Methotrexate (MTX) chemotherapy is often limited by its severe side effects which include nephrotoxicity. In the continuous search of efficient antioxidants that could ameliorate MTX toxicity, our study aimed to evaluate the efficiency of N-acetyl cysteine (NAC), Trolox methyl ether (Trolox-Me), and curcumin as potent antioxidants using an in vitro model of MTX-induced toxicity.
Human embryonic kidney (HEK293) cells were pre-exposed to different antioxidants for 2 h before MTX treatment. After 24 hours of exposure to MTX, cell viability and morphology were assessed. Activities of antioxidant enzymes and levels of lipid peroxidation were measured by spectrophotometric methods, and protein expression was determined by Western blotting.

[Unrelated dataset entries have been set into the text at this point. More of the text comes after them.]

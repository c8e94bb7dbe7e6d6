//! Flash-free theme bootstrap.
//!
//! DESIGN
//! ======
//! Resolution runs synchronously, exactly once per page load, before any
//! body content is emitted or painted. Order: persisted choice (`light` or
//! `dark` only), then the environment signal, then light. It has no failure
//! path: a store that cannot be read counts as "nothing persisted".
//!
//! The only side effect is adding or removing the dark marker on the root
//! element. Other root classes and every other node are left alone.

use super::preference::{ResolvedTheme, parse_persisted};
use super::root::RootElement;
use super::signal::ColorSchemeSignal;
use super::store::PreferenceStore;

/// Resolve the theme without touching the DOM.
pub fn resolve(store: &dyn PreferenceStore, key: &str, signal: &dyn ColorSchemeSignal) -> ResolvedTheme {
    match store.get(key) {
        Ok(Some(raw)) => {
            if let Some(theme) = parse_persisted(&raw) {
                return theme;
            }
        }
        Ok(None) => {}
        Err(e) => {
            tracing::debug!(error = %e, key, "theme preference unreadable, using color-scheme signal");
        }
    }

    ResolvedTheme::from_dark(signal.prefers_dark().unwrap_or(false))
}

/// Resolve and apply the theme to `root`. Idempotent for fixed inputs.
pub fn bootstrap(
    store: &dyn PreferenceStore,
    key: &str,
    signal: &dyn ColorSchemeSignal,
    root: &mut RootElement,
) -> ResolvedTheme {
    let theme = resolve(store, key, signal);
    root.set_dark(theme.is_dark());
    theme
}

#[derive(Debug, Clone, Copy, Default, PartialEq, Eq)]
pub enum BootstrapState {
    #[default]
    Unresolved,
    Resolved(ResolvedTheme),
}

/// One page load's bootstrap. Transitions `Unresolved -> Resolved` once.
#[derive(Debug, Clone)]
pub struct ThemeBootstrap {
    key: String,
    state: BootstrapState,
}

impl ThemeBootstrap {
    #[must_use]
    pub fn new(key: &str) -> Self {
        Self { key: key.to_owned(), state: BootstrapState::Unresolved }
    }

    #[must_use]
    pub fn state(&self) -> BootstrapState {
        self.state
    }

    #[must_use]
    pub fn key(&self) -> &str {
        &self.key
    }

    /// Resolve and apply on first call; later calls return the first result
    /// without reading the store or touching `root`.
    pub fn run(
        &mut self,
        store: &dyn PreferenceStore,
        signal: &dyn ColorSchemeSignal,
        root: &mut RootElement,
    ) -> ResolvedTheme {
        if let BootstrapState::Resolved(theme) = self.state {
            return theme;
        }
        let theme = bootstrap(store, &self.key, signal, root);
        self.state = BootstrapState::Resolved(theme);
        theme
    }
}

#[cfg(test)]
#[path = "bootstrap_test.rs"]
mod tests;
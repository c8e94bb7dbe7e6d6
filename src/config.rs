//! Server configuration parsed from environment variables.

use std::net::IpAddr;
use std::path::PathBuf;

use crate::theme::DEFAULT_STORAGE_KEY;

pub const DEFAULT_PORT: u16 = 3000;
pub const DEFAULT_BIND_ADDR: &str = "0.0.0.0";
pub const DEFAULT_STATIC_DIR: &str = "static";

#[derive(Debug, thiserror::Error)]
pub enum ConfigError {
    #[error("invalid {var}: {value:?}")]
    Invalid { var: &'static str, value: String },
    #[error("THEME_STORAGE_KEY must be non-empty ASCII letters, digits, '-' or '_': {0:?}")]
    StorageKey(String),
}

#[derive(Debug, Clone, PartialEq, Eq)]
pub struct AppConfig {
    pub bind_addr: IpAddr,
    pub port: u16,
    /// Cookie and `localStorage` key the theme preference lives under.
    pub storage_key: String,
    pub cookie_secure: bool,
    pub static_dir: PathBuf,
}

impl Default for AppConfig {
    fn default() -> Self {
        Self {
            bind_addr: IpAddr::from([0, 0, 0, 0]),
            port: DEFAULT_PORT,
            storage_key: DEFAULT_STORAGE_KEY.to_owned(),
            cookie_secure: false,
            static_dir: PathBuf::from(DEFAULT_STATIC_DIR),
        }
    }
}

impl AppConfig {
    /// Build typed config from environment variables.
    ///
    /// Optional:
    /// - `BIND_ADDR`: default `0.0.0.0`
    /// - `PORT`: default 3000
    /// - `THEME_STORAGE_KEY`: default `theme`
    /// - `COOKIE_SECURE`: `1/true/yes/on` or `0/false/no/off`, default false
    /// - `STATIC_DIR`: default `static`
    ///
    /// # Errors
    ///
    /// Returns [`ConfigError`] when a variable is set to an unusable value.
    pub fn from_env() -> Result<Self, ConfigError> {
        let bind_addr = env_parse("BIND_ADDR", DEFAULT_BIND_ADDR)?;
        let port = env_parse("PORT", &DEFAULT_PORT.to_string())?;

        let storage_key = std::env::var("THEME_STORAGE_KEY").unwrap_or_else(|_| DEFAULT_STORAGE_KEY.to_owned());
        validate_storage_key(&storage_key)?;

        let cookie_secure = match std::env::var("COOKIE_SECURE") {
            Ok(raw) => parse_bool(&raw).ok_or(ConfigError::Invalid { var: "COOKIE_SECURE", value: raw })?,
            Err(_) => false,
        };

        let static_dir = std::env::var("STATIC_DIR").map_or_else(|_| PathBuf::from(DEFAULT_STATIC_DIR), PathBuf::from);

        Ok(Self { bind_addr, port, storage_key, cookie_secure, static_dir })
    }
}

fn env_parse<T: std::str::FromStr>(var: &'static str, default: &str) -> Result<T, ConfigError> {
    let raw = std::env::var(var).unwrap_or_else(|_| default.to_owned());
    raw.trim().parse::<T>().map_err(|_| ConfigError::Invalid { var, value: raw })
}

pub(crate) fn parse_bool(raw: &str) -> Option<bool> {
    match raw.trim().to_ascii_lowercase().as_str() {
        "1" | "true" | "yes" | "on" => Some(true),
        "0" | "false" | "no" | "off" => Some(false),
        _ => None,
    }
}

/// The key is used verbatim as a cookie name and inside the head script.
fn validate_storage_key(key: &str) -> Result<(), ConfigError> {
    let valid = !key.is_empty() && key.chars().all(|c| c.is_ascii_alphanumeric() || c == '-' || c == '_');
    if valid { Ok(()) } else { Err(ConfigError::StorageKey(key.to_owned())) }
}

#[cfg(test)]
#[path = "config_test.rs"]
mod tests;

Exposure to MTX at concentrations between 1 and 100 μM for 6 and 24 h decreased cell viability in a dose-dependent manner and was correlated with the increase in p53 protein expression. All three antioxidants tested were able to inhibit MTX-induced apoptosis, as revealed by the expression of heat shock proteins (Hsp27, Hsp60, Hsp70, and Hsp90). Pre-treatment of cells with 50 μM of Trolox-Me succeeded to significantly decrease the MTX-induced cell death. The reduction in the activities of glutathione reductase and glutathione S-transferase after MTX treatment was correlated with a reduced level of GSH, and was attenuated by the pre-incubation with Trolox-Me or curcumin. These antioxidants were able to maintain enough GSH for the reactions of conjugation with MTX metabolites in order to decrease its toxicity.
In conclusion, the pre-treatment with curcumin, Trolox-Me, or NAC was significantly effective in blocking MTX toxicity at the concentration investigated in vitro on kidney cells. The results of our study encourage further clinical assessments in order to use these antioxidants in dietary prevention of renal side effects of MTX.